The third factor was an "enlightened -even radical-view on how to serve customers."

"We realized that, at the time, many leverage finance bankers were high hassle and not all that reliable. Private equity guys are trying to get deals done and were frustrated that the lower risk portion of their capital structure often involved the most hassle to close and manage. Heller recognized that timing and reliability were imperative, and we reengineered everything we did to make sure we put the customer first, while still making sound investment decisions. Sometimes that meant a quick 'No' rather than a prolonged 'Yes', but the client had a reliable answer fast and they appreciated that," says Huebner.

Today, Huebner is grateful for his Heller background. RCP Advisors is an investor with Huron and Boston-based WestView Capital Partners, where John Turner, a former Heller crony, is a general partner. "When you share a common background with so many talented people in the market, it provides a great network for the trading of references and other ideas. If anyone looked at our investment processes and knew Heller's approach, they would see an uncanny resemblance," says Huebner.

Earl Mix

Earl Mix is a founding member of New Canaan Funding, a mezzanine firm founded in 1995 and focused on the middle market. Mix was a senior vice president at Heller Financial, specializing in leveraged buyouts and recapitalization financings. He was with the bank from 1993 through 1999. Mix's partner, Mark Thies, also hailed from Heller--as did Brad Ament, who runs New Canaan's Chicago office.

Mix refers to Heller as a breeding ground for lending professionals in the middle market, citing management's smart decision to let other banks service larger clients and let Heller shine in the middle market. "There was no competition there. Chemical/Chase was the only other bank that looked at this market at all, but not much. Cash-flow lending was the one risk arena no one wanted to do at the time. As the LBO business became institutionalized in the 1990s, lots of private equity firms were trying to take businesses to the next level in the middle market. We chased every one of those deals aggressively. We were ambitious," says Mix.

Once professionals started realizing how little attention was being paid to the middle market, new shops started to spin off. "It became Antares, Newstone, Norwest Mezzanine Partners, NXT Capital, Merrill Lynch Capital. Others left and started CLOs."

Mix says the key to Heller's becoming a leader in the middle-market lending space was putting together the best capital structure to build and grow businesses. "We understood that at Heller, and we work that way at New Canaan.
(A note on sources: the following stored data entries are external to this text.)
//! Runtime configuration, loaded from YAML.

use std::path::Path;
use std::time::Duration;

use anyhow::Context;
use serde::Deserialize;

/// Sample rate used when no audio device reports one.
pub const DEFAULT_SAMPLE_RATE: u32 = 44_100;

/// Name the bridge registers its own MIDI client under.
pub const CLIENT_NAME: &str = "midi_synth_bridge";

#[derive(Clone, Debug, Deserialize, PartialEq)]
#[serde(default)]
pub struct BridgeConfig {
    /// Devices whose name equals one of these (ignoring case) are never read from. This keeps
    /// the synthesizer's own virtual port from being fed back into itself.
    pub loopback_denylist: Vec<String>,
    /// Output port tried first when a device is opened.
    pub port_index: usize,
    /// Upper bound on one blocking read; also how quickly a reader notices `stop()`.
    pub read_timeout_ms: u64,
    /// How long `stop()` waits for a reader thread before detaching it.
    pub stop_timeout_ms: u64,
    /// Undelivered notification lines kept before the oldest are dropped.
    pub notification_capacity: usize,
    /// Scan interval for backends that have to poll for hot-plug changes.
    pub hotplug_poll_ms: u64,
    pub synth: SynthConfig,
}

impl Default for BridgeConfig {
    fn default() -> Self {
        Self {
            loopback_denylist: vec!["fluidsynth".to_owned(), CLIENT_NAME.to_owned()],
            port_index: 0,
            read_timeout_ms: 20,
            stop_timeout_ms: 500,
            notification_capacity: 256,
            hotplug_poll_ms: 500,
            synth: SynthConfig::default(),
        }
    }
}

impl BridgeConfig {
    pub fn read_timeout(&self) -> Duration {
        Duration::from_millis(self.read_timeout_ms.max(1))
    }

    pub fn stop_timeout(&self) -> Duration {
        Duration::from_millis(self.stop_timeout_ms)
    }

    pub fn hotplug_poll(&self) -> Duration {
        Duration::from_millis(self.hotplug_poll_ms.max(1))
    }

    /// True if `name` is on the loopback denylist.
    pub fn is_denied(&self, name: &str) -> bool {
        let name = name.trim();
        self.loopback_denylist
            .iter()
            .any(|denied| denied.trim().eq_ignore_ascii_case(name))
    }
}

#[derive(Clone, Debug, Deserialize, PartialEq)]
#[serde(default)]
pub struct SynthConfig {
    pub sample_rate: u32,
    /// Master volume applied at startup, 0-127.
    pub initial_volume: u8,
    /// Voices in the built-in patch engine.
    pub polyphony: usize,
    /// Instrument bank loaded at startup.
    pub bank: Option<String>,
}

impl Default for SynthConfig {
    fn default() -> Self {
        Self {
            sample_rate: DEFAULT_SAMPLE_RATE,
            initial_volume: 127,
            polyphony: 10,
            bank: None,
        }
    }
}

/// Loads a configuration file. A missing file yields the defaults.
pub fn load_config(path: &Path) -> anyhow::Result<BridgeConfig> {
    if !path.exists() {
        log::info!("no config at {}, using defaults", path.display());
        return Ok(BridgeConfig::default());
    }
    let contents = std::fs::read_to_string(path)
        .with_context(|| format!("reading config {}", path.display()))?;
    let config: BridgeConfig = serde_yaml::from_str(&contents)
        .with_context(|| format!("parsing config {}", path.display()))?;
    log::info!(
        "loaded config from {} ({} denied device name(s))",
        path.display(),
        config.loopback_denylist.len()
    );
    Ok(config)
}
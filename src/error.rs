//! Error types shared by the device, bank and synth layers.
//!
//! Device errors never escape the registry as faults: they end the current reader session and
//! become a notification line. Bank errors are returned to whoever asked for the bank.

use thiserror::Error;

/// Failures while opening or reading a MIDI device.
#[derive(Debug, Error, Clone, PartialEq, Eq)]
pub enum DeviceError {
    /// The device exposes no port that streams data out of the controller.
    #[error("device '{device}' has no readable output port")]
    NoReadablePort { device: String },

    /// The host refused to open the requested port.
    #[error("port {port} of '{device}' is unavailable: {reason}")]
    PortUnavailable {
        device: String,
        port: usize,
        reason: String,
    },

    /// The device went away (or faulted) while a session was reading it.
    #[error("device '{device}' disconnected: {reason}")]
    DeviceDisconnected { device: String, reason: String },
}

impl DeviceError {
    /// Name of the device the error refers to.
    pub fn device(&self) -> &str {
        match self {
            DeviceError::NoReadablePort { device }
            | DeviceError::PortUnavailable { device, .. }
            | DeviceError::DeviceDisconnected { device, .. } => device,
        }
    }
}

/// Failures while resolving or decoding an instrument bank.
#[derive(Debug, Error)]
pub enum BankError {
    #[error("instrument bank '{0}' not found")]
    FileNotFound(String),

    #[error("failed to decode instrument bank '{bank}': {reason}")]
    DecodeError { bank: String, reason: String },
}

/// Failures while applying an event to the synthesizer.
#[derive(Debug, Error, Clone, Copy, PartialEq, Eq)]
pub enum SynthError {
    /// An audio-affecting event arrived before any bank was loaded (or after release).
    #[error("no instrument bank loaded")]
    NoBankLoaded,
}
We bring our experiences to the table and help the sponsors get the deal together. It's quite simple and the sponsors value it," says Mix. "As for my time at Heller, beside learning a lot about the middle market and meeting my partners, I still work with people I met through the Heller network. The new professionals that are starting out today in the business won't know a place like Heller, but the remnants are there."